*Requirement*
In the records below, find the line containing "if n <= 0.0"; restate it and every later line word for word, through the last.

*Data for analysis*
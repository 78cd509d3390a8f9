//! Locale-aware value parsing for supplier cells.
//!
//! Supplier exports follow the Argentine number convention: `.` groups
//! thousands and `,` marks decimals. Free text is matched after
//! [`normalize_text`], which lowercases, trims and folds accented vowels.
//!
//! # Price convention
//!
//! - `"1.234,56"` → `1234.56`
//! - `"1234,5"` → `1234.5`
//! - `"1.234"` → `1234` (every `.` is a thousands separator, always)
//! - numeric cells pass through unchanged
//!
//! # Stock vocabulary
//!
//! Stock text maps onto three levels: none (0), low (2), high (6). Numeric
//! quantities map to low below 5 and high from 5 upward.

use crate::cell::Cell;
use crate::record::StockLevel;

/// Phrases meaning "out of stock".
pub const NO_STOCK_PHRASES: &[&str] = &[
    "sin stock",
    "sinstock",
    "sin-stock",
    "no",
    "0",
    "agotado",
    "sin",
    "out of stock",
];

/// Phrases meaning "a few units left".
pub const LOW_STOCK_PHRASES: &[&str] = &["menor a 5", "<5", "bajo", "consultar", "poco", "limitado"];

/// Phrases meaning "plenty of units".
pub const HIGH_STOCK_PHRASES: &[&str] = &[
    "mayor a 5",
    ">5",
    "alto",
    "con stock",
    "constock",
    "en stock",
    "stock",
    "disponible",
    "si",
];

/// Phrases stating "more than five units", used by threshold policies.
pub const MORE_THAN_FIVE_PHRASES: &[&str] = &["mayor a 5", ">5", "+5", "mas de 5"];

/// Phrases stating plain availability, used by text policies.
pub const POSITIVE_PHRASES: &[&str] = &[
    "con stock",
    "constock",
    "en stock",
    "hay stock",
    "disponible",
    "si",
    "in stock",
    "available",
];

/// Quantity from which a numeric stock value counts as high.
const HIGH_STOCK_UNITS: f64 = 5.0;

/// Lowercase, trim, and fold the accented vowels used in Spanish headers.
pub fn normalize_text(s: &str) -> String {
    s.trim()
        .to_lowercase()
        .chars()
        .map(|c| match c {
            'á' => 'a',
            'é' => 'e',
            'í' => 'i',
            'ó' => 'o',
            'ú' => 'u',
            other => other,
        })
        .collect()
}

/// [`normalize_text`] applied to a cell's textual form.
pub fn normalize_cell(cell: &Cell) -> String {
    normalize_text(&cell.to_text())
}

/// Whether the normalized text of `cell` is one of `phrases`.
pub fn matches_phrase(cell: &Cell, phrases: &[&str]) -> bool {
    let text = normalize_cell(cell);
    !text.is_empty() && phrases.contains(&text.as_str())
}

/// Parse a price cell into a canonical amount.
///
/// Returns `None` for empty, boolean, or unparseable cells; never fails.
pub fn parse_price(cell: &Cell) -> Option<f64> {
    match cell {
        Cell::Number(n) if n.is_finite() => Some(*n),
        Cell::Text(s) => parse_price_str(s),
        _ => None,
    }
}

/// Parse price text using the `.` thousands / `,` decimal convention.
pub fn parse_price_str(s: &str) -> Option<f64> {
    let canonical = s.trim().replace('.', "").replace(',', ".");
    canonical.parse::<f64>().ok().filter(|n| n.is_finite())
}

/// Numeric stock quantity, if the cell holds one.
///
/// Text is read with `,` as the decimal mark; `.` is left alone because stock
/// columns never carry thousands separators.
pub fn stock_quantity(cell: &Cell) -> Option<f64> {
    match cell {
        Cell::Number(n) if n.is_finite() => Some(*n),
        Cell::Text(s) => s
            .trim()
            .replace(',', ".")
            .parse::<f64>()
            .ok()
            .filter(|n| n.is_finite()),
        _ => None,
    }
}

/// Generic tri-level stock classifier.
///
/// Vocabulary matches win over numeric interpretation. Unrecognised
/// non-numeric text is `None`, which callers must keep distinct from
/// [`StockLevel::None`]: unknown is not out of stock.
pub fn classify_stock(cell: &Cell) -> Option<StockLevel> {
    let text = normalize_cell(cell);
    if NO_STOCK_PHRASES.contains(&text.as_str()) {
        return Some(StockLevel::None);
    }
    if LOW_STOCK_PHRASES.contains(&text.as_str()) {
        return Some(StockLevel::Low);
    }
    if HIGH_STOCK_PHRASES.contains(&text.as_str()) {
        return Some(StockLevel::High);
    }
    let n = text
        .replace(',', ".")
        .parse::<f64>()
        .ok()
        .filter(|n| !n.is_nan())?;
    if n <= 0.0 {
        Some(StockLevel::None)
    } else if n >= HIGH_STOCK_UNITS {
        Some(StockLevel::High)
    } else {
        Some(StockLevel::Low)
    }
}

*Solution to the problem*
    if n <= 0.0 {
        Some(StockLevel::None)
    } else if n >= HIGH_STOCK_UNITS {
        Some(StockLevel::High)
    } else {
        Some(StockLevel::Low)
    }
}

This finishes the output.